木の素材に応じて、火を使って熱を加えたり熱湯につけてやわらかくしたりと、様々な方法で「曲げ」を行います。

その後、曲げられた素材には数回にわたり塗装を行います。

この手間をかけた「塗り」の工程が、使えば使うほどツヤが増し深みのある手元を生み出します。

経年変化を特に楽しむことのできるパーツはこの手元の部分。

使うほどに艶を増したり、飴色に変化したり、持ち主の手になじんできます。

4.生地を裁断・縫製する

織りあがった生地と組み終えた骨は加工職人に引き継がれ、傘に仕立てあげます。

大量生産品では、作業効率性を上げるために10枚以上の生地を重ねて裁断する場合もあります。

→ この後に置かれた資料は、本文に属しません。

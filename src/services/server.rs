use anyhow::Result;
use log::info;
use std::net::SocketAddr;
use std::sync::Arc;
use tower_http::cors::CorsLayer;

use crate::api::handlers::AppState;
use crate::api::routes::create_router;
use crate::config::AppConfig;
use crate::prediction::HeuristicEstimator;
use crate::provider::StaticProvider;

/// Serves the `/api` surface from the seed dataset and the heuristic
pub struct ServerService {
    port: u16,
    config: AppConfig,
}

impl ServerService {
    pub fn new(port: u16, config: AppConfig) -> Self {
        Self { port, config }
    }

    pub async fn run(&self) -> Result<()> {
        let provider = StaticProvider::seeded(&self.config);
        let estimator = HeuristicEstimator::new(self.config.predictor.clone())
            .with_known_genres(provider.genres().to_vec());

        info!("Predictor variant: {}", self.config.predictor.algorithm_name);

        let state = Arc::new(AppState {
            provider: Arc::new(provider),
            estimator: Arc::new(estimator),
        });

        let app = create_router(state).layer(CorsLayer::permissive());

        let addr = SocketAddr::from(([0, 0, 0, 0], self.port));
        info!("Server listening on {}", addr);

        let listener = tokio::net::TcpListener::bind(addr).await?;
        axum::serve(listener, app).await?;

        Ok(())
    }
}
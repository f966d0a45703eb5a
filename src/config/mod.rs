pub mod settings;

pub use settings::{
    ApiSettings, AppConfig, ConfidenceRule, ModelSettings, PopularityScale, PredictorSettings,
    PredictorVariant, Tier,
};
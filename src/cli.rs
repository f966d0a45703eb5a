use clap::{Args, Parser, Subcommand};
use clap_complete::Shell;

use crate::config::PredictorVariant;
use crate::domain::MediaType;
use crate::prediction::DEFAULT_MEMBERS;

#[derive(Parser, Debug)]
#[command(author, version, about = "anime-insights dashboard backend")]
pub struct Cli {
    /// Command
    #[clap(subcommand)]
    pub command: Command,
}

/// Where aggregates and predictions come from
#[derive(Args, Debug, Clone, PartialEq)]
pub struct SourceArgs {
    /// Use the remote API instead of the built-in dataset
    #[arg(long)]
    pub remote: bool,
    /// Remote API base URL (defaults to $ANIME_INSIGHTS_API_URL or http://localhost:5000/api)
    #[arg(long)]
    pub api_url: Option<String>,
}

#[derive(Args, Debug, Clone, PartialEq)]
pub struct PredictArgs {
    /// Comma-separated genres, e.g. Action,Drama
    #[arg(short, long, value_delimiter = ',', required = true)]
    pub genres: Vec<String>,
    /// Member count (simple) or 0-100 popularity (studio-aware)
    #[arg(short, long, default_value_t = DEFAULT_MEMBERS)]
    pub members: u64,
    #[arg(long)]
    pub episodes: Option<u32>,
    #[arg(long)]
    pub year: Option<i32>,
    /// TV, Movie, OVA, ONA or Special
    #[arg(long = "type", value_parser = parse_media_type)]
    pub media_type: Option<MediaType>,
    #[arg(long)]
    pub studio: Option<String>,
    #[arg(long, value_enum, default_value_t = PredictorVariant::Simple)]
    pub variant: PredictorVariant,
    /// Seed the jitter for reproducible output
    #[arg(long)]
    pub seed: Option<u64>,
    /// Print the score components
    #[arg(long)]
    pub explain: bool,
    #[command(flatten)]
    pub source: SourceArgs,
}

#[derive(Subcommand, Debug, Clone, PartialEq)]
#[clap(rename_all = "lower_case")]
pub enum Command {
    /// Start the API server
    Serve {
        /// Port number (optional, defaults to 5000)
        #[arg(short, long, default_value_t = 5000)]
        port: u16,
        #[arg(long, value_enum, default_value_t = PredictorVariant::Simple)]
        variant: PredictorVariant,
    },
    /// Print all dashboard aggregates
    Summary {
        /// How many genres to list in the frequency chart
        #[arg(long, default_value_t = 10)]
        top: usize,
        #[command(flatten)]
        source: SourceArgs,
    },
    /// Estimate a rating for a feature selection
    Predict(PredictArgs),
    /// List genres accepted by the predictor
    Genres {
        #[command(flatten)]
        source: SourceArgs,
    },
    /// Show the prediction model descriptor
    Model {
        #[command(flatten)]
        source: SourceArgs,
    },
    /// Generate shell completions
    Completions {
        shell: Shell,
    },
}

fn parse_media_type(value: &str) -> Result<MediaType, String> {
    value.parse().map_err(|e: crate::errors::Error| e.to_string())
}
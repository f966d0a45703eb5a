use async_trait::async_trait;
use log::info;

use super::DataProvider;
use crate::config::ApiSettings;
use crate::domain::{
    GenreCount, GenreFrequency, GenreScore, ModelStats, PopularityPoint, RatingBucketCount,
    StudioScore, YearCount,
};
use crate::errors::Result;
use crate::http::ApiClient;

pub const GENRE_DISTRIBUTION_PATH: &str = "/genres/distribution";
pub const GENRE_FREQUENCY_PATH: &str = "/genres/frequency";
pub const GENRE_SCORES_PATH: &str = "/genres/scores";
pub const STUDIO_SCORES_PATH: &str = "/studios/scores";
pub const YEAR_DISTRIBUTION_PATH: &str = "/years/distribution";
pub const POPULARITY_RATING_PATH: &str = "/popularity-rating";
pub const RATING_DISTRIBUTION_PATH: &str = "/ratings/distribution";
pub const AVAILABLE_GENRES_PATH: &str = "/genres/available";
pub const MODEL_STATS_PATH: &str = "/model/stats";

/// Fetches aggregates from a remote `/api` server on every call
pub struct RemoteProvider {
    client: ApiClient,
}

impl RemoteProvider {
    pub fn new(settings: &ApiSettings) -> anyhow::Result<Self> {
        info!("Using remote data provider at {}", settings.base_url);
        Ok(Self {
            client: ApiClient::new(settings)?,
        })
    }

    pub fn with_client(client: ApiClient) -> Self {
        Self { client }
    }
}

#[async_trait]
impl DataProvider for RemoteProvider {
    async fn genre_distribution(&self) -> Result<Vec<GenreCount>> {
        self.client
            .get_json(GENRE_DISTRIBUTION_PATH, "genre distribution")
            .await
    }

    async fn genre_frequency(&self) -> Result<Vec<GenreFrequency>> {
        self.client
            .get_json(GENRE_FREQUENCY_PATH, "genre frequency")
            .await
    }

    async fn genre_scores(&self) -> Result<Vec<GenreScore>> {
        self.client.get_json(GENRE_SCORES_PATH, "genre scores").await
    }

    async fn studio_scores(&self) -> Result<Vec<StudioScore>> {
        self.client.get_json(STUDIO_SCORES_PATH, "studio scores").await
    }

    async fn year_distribution(&self) -> Result<Vec<YearCount>> {
        self.client
            .get_json(YEAR_DISTRIBUTION_PATH, "year distribution")
            .await
    }

    async fn popularity_vs_score(&self) -> Result<Vec<PopularityPoint>> {
        self.client
            .get_json(POPULARITY_RATING_PATH, "popularity vs rating")
            .await
    }

    async fn rating_distribution(&self) -> Result<Vec<RatingBucketCount>> {
        self.client
            .get_json(RATING_DISTRIBUTION_PATH, "rating distribution")
            .await
    }

    async fn available_genres(&self) -> Result<Vec<String>> {
        self.client
            .get_json(AVAILABLE_GENRES_PATH, "available genres")
            .await
    }

    async fn model_stats(&self) -> Result<ModelStats> {
        self.client.get_json(MODEL_STATS_PATH, "model stats").await
    }
}
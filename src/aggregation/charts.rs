use log::debug;
use std::cmp::Ordering;

use super::grouping::{group_in_order, GroupStats};
use crate::domain::{
    AnimeRecord, GenreCount, GenreFrequency, GenreScore, PopularityPoint, RatingBucketCount,
    StudioScore, YearCount,
};

/// A rating range; `min` inclusive, `max` exclusive (open when None)
#[derive(Debug, Clone, Copy, PartialEq)]
pub struct RatingBucket {
    pub label: &'static str,
    pub min: f64,
    pub max: Option<f64>,
}

impl RatingBucket {
    fn contains(&self, rating: f64) -> bool {
        rating >= self.min && self.max.is_none_or(|max| rating < max)
    }
}

pub const RATING_BUCKETS: &[RatingBucket] = &[
    RatingBucket { label: "<8.0", min: f64::NEG_INFINITY, max: Some(8.0) },
    RatingBucket { label: "8.0-8.4", min: 8.0, max: Some(8.5) },
    RatingBucket { label: "8.5-8.8", min: 8.5, max: Some(8.9) },
    RatingBucket { label: "8.9-9.0", min: 8.9, max: Some(9.1) },
    RatingBucket { label: "9.1+", min: 9.1, max: None },
];

fn genre_groups(records: &[AnimeRecord]) -> Vec<(String, GroupStats)> {
    let pairs = records.iter().flat_map(|record| {
        dedup_genres(&record.genres)
            .into_iter()
            .map(move |genre| (genre.to_string(), record.source_rating))
    });
    group_in_order(pairs)
}

// A record lists a genre at most once as far as counting goes
fn dedup_genres(genres: &[String]) -> Vec<&str> {
    let mut seen: Vec<&str> = Vec::with_capacity(genres.len());
    for genre in genres {
        if !seen.contains(&genre.as_str()) {
            seen.push(genre);
        }
    }
    seen
}

fn by_count_desc(a: &GroupStats, b: &GroupStats) -> Ordering {
    b.count.cmp(&a.count)
}

fn by_score_desc(a: f64, b: f64) -> Ordering {
    b.partial_cmp(&a).unwrap_or(Ordering::Equal)
}

/// (genre, count, percentage of records), most common first
pub fn genre_distribution(records: &[AnimeRecord]) -> Vec<GenreCount> {
    let total = records.len();
    let mut groups = genre_groups(records);
    // stable sort keeps first-seen order among ties
    groups.sort_by(|a, b| by_count_desc(&a.1, &b.1));

    groups
        .into_iter()
        .map(|(genre, stats)| GenreCount {
            genre,
            count: stats.count,
            percentage: percentage(stats.count, total),
        })
        .collect()
}

fn percentage(count: u32, total: usize) -> f64 {
    if total == 0 {
        0.0
    } else {
        count as f64 * 100.0 / total as f64
    }
}

/// (genre, frequency), most frequent first
pub fn genre_frequency(records: &[AnimeRecord]) -> Vec<GenreFrequency> {
    genre_distribution(records)
        .into_iter()
        .map(|row| GenreFrequency {
            genre: row.genre,
            frequency: row.count,
        })
        .collect()
}

/// First `n` rows of an already sorted frequency list
pub fn top_genres(rows: &[GenreFrequency], n: usize) -> Vec<GenreFrequency> {
    rows.iter().take(n).cloned().collect()
}

/// Mean source rating per genre, best first
pub fn genre_scores(records: &[AnimeRecord]) -> Vec<GenreScore> {
    let mut rows: Vec<GenreScore> = genre_groups(records)
        .into_iter()
        .filter_map(|(genre, stats)| {
            stats.mean().map(|average_score| GenreScore { genre, average_score })
        })
        .collect();
    rows.sort_by(|a, b| by_score_desc(a.average_score, b.average_score));
    rows
}

/// Mean source rating and title count per studio, best first
pub fn studio_scores(records: &[AnimeRecord]) -> Vec<StudioScore> {
    let groups = group_in_order(
        records
            .iter()
            .map(|r| (r.studio.clone(), r.source_rating)),
    );

    let mut rows: Vec<StudioScore> = groups
        .into_iter()
        .filter_map(|(studio, stats)| {
            stats.mean().map(|average_score| StudioScore {
                studio,
                average_score,
                count: stats.count,
            })
        })
        .collect();
    rows.sort_by(|a, b| by_score_desc(a.average_score, b.average_score));
    rows
}

/// Titles per release year, oldest first
pub fn year_distribution(records: &[AnimeRecord]) -> Vec<YearCount> {
    let mut rows: Vec<YearCount> = group_in_order(records.iter().map(|r| (r.release_year, 0.0)))
        .into_iter()
        .map(|(year, stats)| YearCount {
            year,
            count: stats.count,
        })
        .collect();
    rows.sort_by_key(|row| row.year);
    rows
}

/// One point per record, in dataset order
pub fn popularity_vs_score(records: &[AnimeRecord]) -> Vec<PopularityPoint> {
    records
        .iter()
        .map(|r| PopularityPoint {
            name: r.title.clone(),
            popularity: r.popularity,
            score: r.source_rating,
        })
        .collect()
}

/// Counts per fixed rating bucket, empty buckets included
pub fn rating_distribution(records: &[AnimeRecord]) -> Vec<RatingBucketCount> {
    RATING_BUCKETS
        .iter()
        .map(|bucket| {
            let count = records
                .iter()
                .filter(|r| bucket.contains(r.source_rating))
                .count() as u32;
            debug!("Rating bucket {}: {} titles", bucket.label, count);
            RatingBucketCount {
                range: bucket.label.to_string(),
                count,
            }
        })
        .collect()
}

#[cfg(test)]
mod tests {
    use super::*;
    use crate::domain::seed::seed_records;

    fn record(title: &str, year: i32, genres: &[&str], studio: &str, rating: f64) -> AnimeRecord {
        AnimeRecord {
            title: title.to_string(),
            release_year: year,
            genres: genres.iter().map(|g| g.to_string()).collect(),
            studio: studio.to_string(),
            source_rating: rating,
            popularity: 1000,
            episode_count: None,
            media_type: None,
            source: None,
            episode_duration_minutes: None,
        }
    }

    #[test]
    fn test_genre_counts_match_records_containing_genre() {
        let records = seed_records();
        let rows = genre_distribution(&records);

        let total: u32 = rows.iter().map(|r| r.count).sum();
        assert!(total as usize >= records.len());

        for row in &rows {
            let expected = records.iter().filter(|r| r.has_genre(&row.genre)).count();
            assert_eq!(row.count as usize, expected, "genre {}", row.genre);
        }
    }

    #[test]
    fn test_genre_distribution_sorted_with_first_seen_ties() {
        let records = vec![
            record("A", 2000, &["Drama", "Comedy"], "S", 8.0),
            record("B", 2001, &["Comedy", "Action"], "S", 8.0),
            record("C", 2002, &["Action"], "S", 8.0),
        ];
        let rows = genre_distribution(&records);
        let genres: Vec<&str> = rows.iter().map(|r| r.genre.as_str()).collect();

        assert_eq!(genres, vec!["Comedy", "Action", "Drama"]);
        assert_eq!(rows[0].count, 2);
        assert!((rows[2].percentage - 100.0 / 3.0).abs() < 1e-9);
    }

    #[test]
    fn test_seed_action_is_most_common_genre() {
        let rows = genre_distribution(&seed_records());

        assert_eq!(rows[0].genre, "Action");
        assert_eq!(rows[0].count, 9);
        assert_eq!(rows[0].percentage, 90.0);
    }

    #[test]
    fn test_duplicate_genre_in_one_record_counts_once() {
        let records = vec![record("A", 2000, &["Drama", "Drama"], "S", 8.0)];
        let rows = genre_distribution(&records);

        assert_eq!(rows.len(), 1);
        assert_eq!(rows[0].count, 1);
    }

    #[test]
    fn test_genre_scores_are_means_without_nan() {
        let records = vec![
            record("A", 2000, &["Drama"], "S", 8.0),
            record("B", 2001, &["Drama", "Comedy"], "S", 9.0),
        ];
        let rows = genre_scores(&records);

        assert_eq!(rows.len(), 2);
        assert_eq!(rows[0], GenreScore { genre: "Comedy".to_string(), average_score: 9.0 });
        assert_eq!(rows[1], GenreScore { genre: "Drama".to_string(), average_score: 8.5 });
        assert!(rows.iter().all(|r| r.average_score.is_finite()));
    }

    #[test]
    fn test_empty_dataset_yields_empty_aggregates() {
        let records: Vec<AnimeRecord> = Vec::new();

        assert!(genre_distribution(&records).is_empty());
        assert!(genre_scores(&records).is_empty());
        assert!(studio_scores(&records).is_empty());
        assert!(year_distribution(&records).is_empty());
        assert!(rating_distribution(&records).iter().all(|b| b.count == 0));
    }

    #[test]
    fn test_studio_scores_include_counts() {
        let rows = studio_scores(&seed_records());
        let madhouse = rows.iter().find(|r| r.studio == "Madhouse").unwrap();

        assert_eq!(madhouse.count, 3);
        assert!((madhouse.average_score - (9.0 + 8.8 + 9.0) / 3.0).abs() < 1e-9);
        assert!(rows.windows(2).all(|w| w[0].average_score >= w[1].average_score));
    }

    #[test]
    fn test_seed_years_are_distinct_and_ascending() {
        let rows = year_distribution(&seed_records());

        assert_eq!(rows.len(), 10);
        assert!(rows.iter().all(|r| r.count == 1));
        assert!(rows.windows(2).all(|w| w[0].year < w[1].year));
        assert_eq!(rows[0].year, 1989);
    }

    #[test]
    fn test_year_distribution_groups_same_year() {
        let records = vec![
            record("A", 2010, &["Drama"], "S", 8.0),
            record("B", 2005, &["Drama"], "S", 8.0),
            record("C", 2010, &["Drama"], "S", 8.0),
        ];
        let rows = year_distribution(&records);

        assert_eq!(rows, vec![YearCount { year: 2005, count: 1 }, YearCount { year: 2010, count: 2 }]);
    }

    #[test]
    fn test_popularity_points_follow_dataset_order() {
        let records = seed_records();
        let points = popularity_vs_score(&records);

        assert_eq!(points.len(), records.len());
        assert_eq!(points[0].name, "Attack on Titan");
        assert_eq!(points[0].popularity, 2_500_000);
    }

    #[test]
    fn test_seed_rating_buckets() {
        let rows = rating_distribution(&seed_records());
        let counts: Vec<(&str, u32)> = rows.iter().map(|r| (r.range.as_str(), r.count)).collect();

        assert_eq!(
            counts,
            vec![("<8.0", 0), ("8.0-8.4", 1), ("8.5-8.8", 4), ("8.9-9.0", 4), ("9.1+", 1)]
        );
    }

    #[test]
    fn test_top_genres_truncates() {
        let rows = genre_frequency(&seed_records());
        let top = top_genres(&rows, 3);

        assert_eq!(top.len(), 3);
        assert_eq!(top[0].genre, "Action");
        assert!(top_genres(&rows, 100).len() == rows.len());
    }
}
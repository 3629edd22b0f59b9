//! Seed driver: connection, schema, then `count` rounds of one user, one
//! vehicle and one customer drawn from a [`FakeData`] provider.

use tracing::{error, info, warn};

use crate::config::SeedConfig;
use crate::credentials::PasswordHasher;
use crate::db::{
    ensure_schema, insert_customer, insert_user, insert_vehicle, Category, NewCustomer, NewUser,
    NewVehicle, Store, Table, Transmission, UserType, VehicleType,
};
use crate::error::Result;
use crate::fake::{FakeData, RandomFaker};

#[derive(Debug, Default, Clone, PartialEq, Eq)]
pub struct SeedSummary {
    pub users: usize,
    pub vehicles: usize,
    pub customers: usize,
    /// Rows given up on, after any retries.
    pub failures: usize,
}

#[derive(Debug, Clone, Copy)]
pub struct Seeder {
    count: usize,
    max_attempts: u32,
}

fn labels<T: Copy, const N: usize>(all: [T; N], as_str: fn(T) -> &'static str) -> [&'static str; N] {
    all.map(as_str)
}

pub fn fake_user(faker: &mut impl FakeData) -> NewUser {
    NewUser {
        name: faker.name(),
        email: faker.email(),
        password: faker.password(),
        user_type: faker.choose(&labels(UserType::ALL, UserType::as_str)).to_string(),
    }
}

pub fn fake_vehicle(faker: &mut impl FakeData) -> NewVehicle {
    NewVehicle {
        make: faker.company(),
        model: faker.word(),
        category: faker.choose(&labels(Category::ALL, Category::as_str)).to_string(),
        transmission: faker
            .choose(&labels(Transmission::ALL, Transmission::as_str))
            .to_string(),
        vehicle_type: faker
            .choose(&labels(VehicleType::ALL, VehicleType::as_str))
            .to_string(),
        daily_rate: faker.daily_rate(),
        last_revision_date: faker.date(),
        next_revision_date: faker.date(),
        last_inspection_date: faker.date(),
        passenger_capacity: faker.passenger_capacity(),
    }
}

pub fn fake_customer(faker: &mut impl FakeData) -> NewCustomer {
    NewCustomer {
        name: faker.name(),
        identification: faker.ssn(),
        phone: faker.phone_number(),
        address: faker.address(),
        email: faker.email(),
    }
}

impl Seeder {
    pub fn new(count: usize, max_attempts: u32) -> Self {
        Self { count, max_attempts: max_attempts.max(1) }
    }

    /// Insert one row, drawing a fresh one after each uniqueness collision.
    /// Other failures are not retried. Connection failures propagate.
    fn insert_with_retry<F: FakeData, R>(
        &self,
        table: Table,
        faker: &mut F,
        draw: impl Fn(&mut F) -> R,
        mut insert: impl FnMut(&R) -> Result<i64>,
    ) -> Result<Option<i64>> {
        for attempt in 1..=self.max_attempts {
            let row = draw(faker);
            match insert(&row) {
                Ok(id) => return Ok(Some(id)),
                Err(err) if err.is_connection_failure() => return Err(err),
                Err(err) if err.is_constraint_violation() && attempt < self.max_attempts => {
                    warn!(%table, attempt, error = %err, "duplicate row, drawing another");
                }
                Err(err) => {
                    error!(%table, attempt, error = %err, "failed to insert row");
                    return Ok(None);
                }
            }
        }
        Ok(None)
    }

    pub fn run<F: FakeData>(
        &self,
        store: &Store,
        faker: &mut F,
        hasher: &PasswordHasher,
    ) -> Result<SeedSummary> {
        let mut summary = SeedSummary::default();
        for round in 0..self.count {
            match self.insert_with_retry(Table::Users, faker, fake_user, |u| {
                insert_user(store, hasher, u)
            })? {
                Some(_) => summary.users += 1,
                None => summary.failures += 1,
            }
            match self.insert_with_retry(Table::Vehicles, faker, fake_vehicle, |v| {
                insert_vehicle(store, v)
            })? {
                Some(_) => summary.vehicles += 1,
                None => summary.failures += 1,
            }
            match self.insert_with_retry(Table::Customers, faker, fake_customer, |c| {
                insert_customer(store, c)
            })? {
                Some(_) => summary.customers += 1,
                None => summary.failures += 1,
            }
            tracing::debug!(round = round + 1, of = self.count, "seed round complete");
        }
        Ok(summary)
    }
}

/// The whole run: open, schema, seed, report counts, close.
pub fn run_seed(config: &SeedConfig) -> Result<SeedSummary> {
    let store = match Store::open(&config.database) {
        Ok(store) => store,
        Err(err) => {
            error!(error = %err, "cannot create the database connection");
            return Err(err);
        }
    };
    ensure_schema(&store)?;

    let hasher = PasswordHasher::new(config.hash_cost);
    let seeder = Seeder::new(config.count, config.max_attempts);
    let summary = match config.rng_seed {
        Some(seed) => seeder.run(&store, &mut RandomFaker::seeded(seed), &hasher)?,
        None => seeder.run(&store, &mut RandomFaker::from_os_rng(), &hasher)?,
    };

    if summary.failures == 0 {
        info!("random data inserted successfully");
    } else {
        warn!(failures = summary.failures, "random data inserted with failures");
    }
    for table in Table::ALL {
        info!(%table, rows = store.row_count(table)?, "table size");
    }
    store.close()?;
    Ok(summary)
}

#[cfg(test)]
mod tests {
    use super::*;
    use crate::credentials::MIN_HASH_COST;

    /// Hands out the same email until `repeats` draws have happened.
    struct StuckEmails {
        inner: RandomFaker,
        repeats: usize,
        drawn: usize,
    }

    impl FakeData for StuckEmails {
        fn name(&mut self) -> String {
            self.inner.name()
        }
        fn email(&mut self) -> String {
            self.drawn += 1;
            if self.drawn <= self.repeats {
                "stuck@example.com".to_string()
            } else {
                self.inner.email()
            }
        }
        fn word(&mut self) -> String {
            self.inner.word()
        }
        fn company(&mut self) -> String {
            self.inner.company()
        }
        fn date(&mut self) -> String {
            self.inner.date()
        }
        fn phone_number(&mut self) -> String {
            self.inner.phone_number()
        }
        fn address(&mut self) -> String {
            self.inner.address()
        }
        fn ssn(&mut self) -> String {
            self.inner.ssn()
        }
        fn password(&mut self) -> String {
            self.inner.password()
        }
        fn daily_rate(&mut self) -> f64 {
            self.inner.daily_rate()
        }
        fn passenger_capacity(&mut self) -> i64 {
            self.inner.passenger_capacity()
        }
        fn choose<'a>(&mut self, labels: &[&'a str]) -> &'a str {
            self.inner.choose(labels)
        }
    }

    fn store() -> Store {
        let store = Store::open_in_memory().unwrap();
        ensure_schema(&store).unwrap();
        store
    }

    #[test]
    fn email_collisions_are_retried_with_fresh_rows() {
        let store = store();
        // Emails are unique per table, so only the second user collides.
        let mut faker = StuckEmails { inner: RandomFaker::seeded(1), repeats: 3, drawn: 0 };
        let hasher = PasswordHasher::new(MIN_HASH_COST);
        let summary = Seeder::new(2, 5).run(&store, &mut faker, &hasher).unwrap();

        assert_eq!(summary, SeedSummary { users: 2, vehicles: 2, customers: 2, failures: 0 });
        assert_eq!(store.row_count(Table::Users).unwrap(), 2);
    }

    #[test]
    fn exhausted_retries_count_as_failures() {
        let store = store();
        let mut faker = StuckEmails { inner: RandomFaker::seeded(2), repeats: usize::MAX, drawn: 0 };
        let hasher = PasswordHasher::new(MIN_HASH_COST);
        let summary = Seeder::new(2, 3).run(&store, &mut faker, &hasher).unwrap();

        assert_eq!(summary.users, 1);
        assert_eq!(summary.customers, 1);
        assert_eq!(summary.vehicles, 2);
        assert_eq!(summary.failures, 2);
    }

    #[test]
    fn unavailable_store_stops_the_run() {
        let store = Store::unavailable("gone.db", "unplugged");
        let hasher = PasswordHasher::new(MIN_HASH_COST);
        let err = Seeder::new(3, 5)
            .run(&store, &mut RandomFaker::seeded(4), &hasher)
            .unwrap_err();
        assert!(err.is_connection_failure());
    }

    #[test]
    fn generated_rows_use_the_known_labels() {
        let mut faker = RandomFaker::seeded(9);
        for _ in 0..20 {
            let user = fake_user(&mut faker);
            assert!(["admin", "customer"].contains(&user.user_type.as_str()));
            let vehicle = fake_vehicle(&mut faker);
            assert!(["Sedan", "SUV"].contains(&vehicle.category.as_str()));
            assert!(["Manual", "Automatic"].contains(&vehicle.transmission.as_str()));
            assert!(["Car", "Truck"].contains(&vehicle.vehicle_type.as_str()));
        }
    }
}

しかし前原光榮商店では、裁断時の精度を優先して、手間がかかっても4枚重ねでの裁断を守り続けています。

加工職人が自ら調整して制作した三角形の木型を生地にあてて、包丁で裁っていく。

この作業が完成時の良し悪しを大きく左右します

この四つの工程全てが心を込めて丁寧に作られることで、良い傘が生まれます。

雨の日が楽しみになるような、そんな傘を持ってみてください。